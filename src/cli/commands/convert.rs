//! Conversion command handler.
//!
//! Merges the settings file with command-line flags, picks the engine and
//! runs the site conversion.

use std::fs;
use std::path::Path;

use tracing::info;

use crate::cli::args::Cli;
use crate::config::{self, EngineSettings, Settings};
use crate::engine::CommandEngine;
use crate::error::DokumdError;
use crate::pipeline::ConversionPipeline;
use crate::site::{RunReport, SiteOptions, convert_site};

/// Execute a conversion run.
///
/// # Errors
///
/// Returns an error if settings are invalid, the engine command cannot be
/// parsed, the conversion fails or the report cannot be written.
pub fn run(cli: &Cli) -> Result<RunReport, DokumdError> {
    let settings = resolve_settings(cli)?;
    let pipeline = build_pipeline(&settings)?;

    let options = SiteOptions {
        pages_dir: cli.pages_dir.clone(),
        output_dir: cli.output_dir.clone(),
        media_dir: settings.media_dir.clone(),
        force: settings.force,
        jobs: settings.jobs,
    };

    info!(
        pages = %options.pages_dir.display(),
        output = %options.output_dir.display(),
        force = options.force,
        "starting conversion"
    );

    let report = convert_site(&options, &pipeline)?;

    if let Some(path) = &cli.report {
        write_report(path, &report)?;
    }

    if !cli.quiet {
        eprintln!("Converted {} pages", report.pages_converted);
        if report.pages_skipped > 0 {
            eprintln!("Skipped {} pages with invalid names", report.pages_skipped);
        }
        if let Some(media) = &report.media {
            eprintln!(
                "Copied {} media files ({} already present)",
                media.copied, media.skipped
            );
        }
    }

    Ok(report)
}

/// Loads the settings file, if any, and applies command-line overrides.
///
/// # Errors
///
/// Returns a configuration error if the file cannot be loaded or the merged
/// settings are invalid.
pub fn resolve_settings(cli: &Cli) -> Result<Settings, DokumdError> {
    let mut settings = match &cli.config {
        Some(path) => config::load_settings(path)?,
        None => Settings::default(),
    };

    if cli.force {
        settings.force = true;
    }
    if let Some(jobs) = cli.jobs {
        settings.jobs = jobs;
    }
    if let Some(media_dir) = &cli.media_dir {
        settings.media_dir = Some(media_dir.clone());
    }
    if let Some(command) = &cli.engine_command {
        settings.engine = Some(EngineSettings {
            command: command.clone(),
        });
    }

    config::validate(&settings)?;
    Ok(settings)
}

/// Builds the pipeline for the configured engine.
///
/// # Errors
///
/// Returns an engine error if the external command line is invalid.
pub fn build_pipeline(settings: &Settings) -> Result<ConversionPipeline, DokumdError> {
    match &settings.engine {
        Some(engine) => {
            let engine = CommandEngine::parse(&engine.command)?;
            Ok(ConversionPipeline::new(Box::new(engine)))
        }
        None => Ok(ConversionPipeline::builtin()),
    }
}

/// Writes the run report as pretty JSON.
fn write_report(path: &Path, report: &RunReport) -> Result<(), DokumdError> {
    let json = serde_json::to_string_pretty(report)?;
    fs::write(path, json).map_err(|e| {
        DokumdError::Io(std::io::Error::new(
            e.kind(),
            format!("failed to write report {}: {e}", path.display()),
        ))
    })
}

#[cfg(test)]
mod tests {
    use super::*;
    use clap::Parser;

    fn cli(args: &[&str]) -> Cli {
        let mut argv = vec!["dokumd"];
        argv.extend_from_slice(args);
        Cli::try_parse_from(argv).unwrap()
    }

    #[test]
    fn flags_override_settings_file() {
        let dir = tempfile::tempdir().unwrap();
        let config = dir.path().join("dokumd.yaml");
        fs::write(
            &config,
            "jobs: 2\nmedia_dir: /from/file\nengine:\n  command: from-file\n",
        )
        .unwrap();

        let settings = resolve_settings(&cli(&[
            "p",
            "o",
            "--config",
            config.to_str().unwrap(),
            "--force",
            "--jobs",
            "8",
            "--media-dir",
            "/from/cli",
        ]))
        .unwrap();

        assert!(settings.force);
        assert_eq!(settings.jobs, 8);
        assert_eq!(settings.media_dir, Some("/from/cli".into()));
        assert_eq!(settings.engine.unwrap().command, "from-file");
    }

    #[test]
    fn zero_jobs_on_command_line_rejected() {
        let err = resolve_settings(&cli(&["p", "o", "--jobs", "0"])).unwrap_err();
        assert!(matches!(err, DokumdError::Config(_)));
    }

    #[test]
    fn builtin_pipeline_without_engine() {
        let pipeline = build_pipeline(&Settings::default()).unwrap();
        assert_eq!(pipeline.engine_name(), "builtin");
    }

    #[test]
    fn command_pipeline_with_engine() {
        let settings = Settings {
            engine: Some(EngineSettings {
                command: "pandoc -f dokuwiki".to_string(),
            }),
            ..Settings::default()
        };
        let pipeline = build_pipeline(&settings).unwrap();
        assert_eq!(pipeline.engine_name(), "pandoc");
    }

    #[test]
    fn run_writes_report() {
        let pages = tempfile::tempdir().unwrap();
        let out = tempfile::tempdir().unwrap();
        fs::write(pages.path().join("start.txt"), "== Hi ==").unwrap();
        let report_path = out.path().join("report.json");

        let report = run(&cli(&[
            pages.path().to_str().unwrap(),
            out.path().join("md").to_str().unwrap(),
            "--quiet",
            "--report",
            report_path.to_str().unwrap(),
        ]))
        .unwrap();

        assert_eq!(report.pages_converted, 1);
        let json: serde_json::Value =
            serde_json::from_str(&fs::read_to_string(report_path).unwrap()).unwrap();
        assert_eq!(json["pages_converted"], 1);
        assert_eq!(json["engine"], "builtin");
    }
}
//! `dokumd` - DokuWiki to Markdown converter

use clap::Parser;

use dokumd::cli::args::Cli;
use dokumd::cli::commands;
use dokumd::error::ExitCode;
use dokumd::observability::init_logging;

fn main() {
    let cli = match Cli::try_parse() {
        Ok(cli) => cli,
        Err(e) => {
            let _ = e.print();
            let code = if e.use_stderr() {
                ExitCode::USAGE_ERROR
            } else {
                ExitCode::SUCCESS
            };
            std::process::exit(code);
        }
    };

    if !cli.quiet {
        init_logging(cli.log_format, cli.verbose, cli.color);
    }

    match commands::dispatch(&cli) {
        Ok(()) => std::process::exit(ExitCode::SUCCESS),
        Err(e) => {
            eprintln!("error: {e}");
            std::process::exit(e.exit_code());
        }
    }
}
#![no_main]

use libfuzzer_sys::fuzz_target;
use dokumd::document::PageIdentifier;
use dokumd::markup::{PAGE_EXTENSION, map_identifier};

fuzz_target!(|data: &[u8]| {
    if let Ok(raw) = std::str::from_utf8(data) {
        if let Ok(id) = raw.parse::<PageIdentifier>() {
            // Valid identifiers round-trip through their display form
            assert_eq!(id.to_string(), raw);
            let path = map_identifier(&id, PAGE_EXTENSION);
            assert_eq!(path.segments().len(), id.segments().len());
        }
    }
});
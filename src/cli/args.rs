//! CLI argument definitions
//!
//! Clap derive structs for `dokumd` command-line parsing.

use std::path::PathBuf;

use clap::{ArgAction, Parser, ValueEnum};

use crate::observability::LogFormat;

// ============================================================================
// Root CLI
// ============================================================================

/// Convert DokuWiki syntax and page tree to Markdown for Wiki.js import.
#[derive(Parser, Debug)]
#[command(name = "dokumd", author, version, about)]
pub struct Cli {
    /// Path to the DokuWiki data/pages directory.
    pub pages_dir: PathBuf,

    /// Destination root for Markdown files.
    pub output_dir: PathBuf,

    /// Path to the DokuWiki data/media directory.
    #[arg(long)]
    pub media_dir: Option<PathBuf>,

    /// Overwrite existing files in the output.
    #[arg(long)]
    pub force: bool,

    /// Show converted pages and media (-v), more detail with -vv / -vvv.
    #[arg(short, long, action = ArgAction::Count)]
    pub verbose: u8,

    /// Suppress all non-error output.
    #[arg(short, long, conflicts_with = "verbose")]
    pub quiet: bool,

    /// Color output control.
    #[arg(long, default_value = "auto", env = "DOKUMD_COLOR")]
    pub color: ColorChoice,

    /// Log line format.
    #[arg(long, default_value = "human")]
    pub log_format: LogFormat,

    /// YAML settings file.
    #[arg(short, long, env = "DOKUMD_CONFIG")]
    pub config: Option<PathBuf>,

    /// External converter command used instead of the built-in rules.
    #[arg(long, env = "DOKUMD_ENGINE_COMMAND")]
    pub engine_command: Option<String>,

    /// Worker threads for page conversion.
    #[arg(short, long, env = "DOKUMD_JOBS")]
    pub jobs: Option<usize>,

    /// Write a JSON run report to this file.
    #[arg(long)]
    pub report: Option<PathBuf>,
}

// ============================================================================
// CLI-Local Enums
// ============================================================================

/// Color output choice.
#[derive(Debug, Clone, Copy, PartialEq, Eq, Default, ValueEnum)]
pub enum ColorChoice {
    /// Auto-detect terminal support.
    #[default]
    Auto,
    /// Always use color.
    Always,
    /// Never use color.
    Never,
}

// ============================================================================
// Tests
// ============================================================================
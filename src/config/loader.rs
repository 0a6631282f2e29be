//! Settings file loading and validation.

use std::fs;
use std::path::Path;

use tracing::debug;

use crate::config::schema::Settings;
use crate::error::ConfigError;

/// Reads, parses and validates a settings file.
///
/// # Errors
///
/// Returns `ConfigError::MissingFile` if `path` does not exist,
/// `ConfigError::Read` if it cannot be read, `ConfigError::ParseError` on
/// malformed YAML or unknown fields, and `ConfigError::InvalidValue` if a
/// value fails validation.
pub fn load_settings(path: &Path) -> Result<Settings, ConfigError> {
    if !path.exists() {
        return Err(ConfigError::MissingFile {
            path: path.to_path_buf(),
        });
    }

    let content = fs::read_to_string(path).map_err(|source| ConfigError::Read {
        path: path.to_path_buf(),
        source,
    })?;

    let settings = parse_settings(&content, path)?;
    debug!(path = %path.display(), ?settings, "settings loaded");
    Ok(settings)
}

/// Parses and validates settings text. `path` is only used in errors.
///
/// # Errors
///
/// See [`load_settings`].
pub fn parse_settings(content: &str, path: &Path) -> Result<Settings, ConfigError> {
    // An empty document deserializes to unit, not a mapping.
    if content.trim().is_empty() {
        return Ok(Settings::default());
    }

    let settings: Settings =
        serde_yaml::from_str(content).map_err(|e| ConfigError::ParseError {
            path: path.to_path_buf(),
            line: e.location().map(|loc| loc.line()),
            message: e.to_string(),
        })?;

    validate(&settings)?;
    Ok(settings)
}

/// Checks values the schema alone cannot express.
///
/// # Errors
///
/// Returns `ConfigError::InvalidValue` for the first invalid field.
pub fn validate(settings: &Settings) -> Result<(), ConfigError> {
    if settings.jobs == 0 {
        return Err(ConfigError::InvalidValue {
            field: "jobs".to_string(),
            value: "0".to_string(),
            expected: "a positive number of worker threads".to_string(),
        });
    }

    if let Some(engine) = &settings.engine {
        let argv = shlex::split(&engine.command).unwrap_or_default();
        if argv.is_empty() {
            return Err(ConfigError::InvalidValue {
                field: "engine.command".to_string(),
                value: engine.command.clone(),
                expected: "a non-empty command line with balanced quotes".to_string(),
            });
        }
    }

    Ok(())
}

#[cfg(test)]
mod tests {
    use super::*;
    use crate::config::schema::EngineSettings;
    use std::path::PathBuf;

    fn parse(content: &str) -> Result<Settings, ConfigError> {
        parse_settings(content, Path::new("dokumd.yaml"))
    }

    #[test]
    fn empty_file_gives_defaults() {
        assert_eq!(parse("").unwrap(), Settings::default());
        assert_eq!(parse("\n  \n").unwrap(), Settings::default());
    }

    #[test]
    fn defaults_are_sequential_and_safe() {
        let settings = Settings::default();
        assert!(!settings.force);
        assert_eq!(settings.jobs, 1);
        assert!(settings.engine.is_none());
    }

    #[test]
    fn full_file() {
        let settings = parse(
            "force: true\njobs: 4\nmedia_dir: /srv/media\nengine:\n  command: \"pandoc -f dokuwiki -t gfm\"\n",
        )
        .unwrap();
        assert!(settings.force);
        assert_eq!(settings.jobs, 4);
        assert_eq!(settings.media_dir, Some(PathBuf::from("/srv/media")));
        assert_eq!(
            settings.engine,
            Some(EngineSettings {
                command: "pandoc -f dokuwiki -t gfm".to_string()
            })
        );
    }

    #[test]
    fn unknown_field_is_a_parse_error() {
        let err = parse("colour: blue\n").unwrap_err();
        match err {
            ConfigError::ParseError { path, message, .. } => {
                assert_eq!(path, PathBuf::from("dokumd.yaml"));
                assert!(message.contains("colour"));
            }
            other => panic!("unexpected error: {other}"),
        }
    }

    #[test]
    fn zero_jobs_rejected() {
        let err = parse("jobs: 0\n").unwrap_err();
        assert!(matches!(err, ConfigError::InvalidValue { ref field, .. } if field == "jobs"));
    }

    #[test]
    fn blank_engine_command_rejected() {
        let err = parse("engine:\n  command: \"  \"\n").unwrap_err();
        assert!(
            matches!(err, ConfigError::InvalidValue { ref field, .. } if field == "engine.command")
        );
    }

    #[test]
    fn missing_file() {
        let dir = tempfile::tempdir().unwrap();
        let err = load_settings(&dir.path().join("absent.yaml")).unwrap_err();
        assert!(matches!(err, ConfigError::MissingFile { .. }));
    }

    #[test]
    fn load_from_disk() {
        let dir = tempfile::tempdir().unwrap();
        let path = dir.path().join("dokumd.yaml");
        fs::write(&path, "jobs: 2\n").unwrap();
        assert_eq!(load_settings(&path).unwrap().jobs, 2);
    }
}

(WHAT YOU NEED TO DO): Pull every line containing the word "message" out of the entries above.

(YOUR RESPONSE):
            message: e.to_string(),
            ConfigError::ParseError { path, message, .. } => {
                assert!(message.contains("colour"));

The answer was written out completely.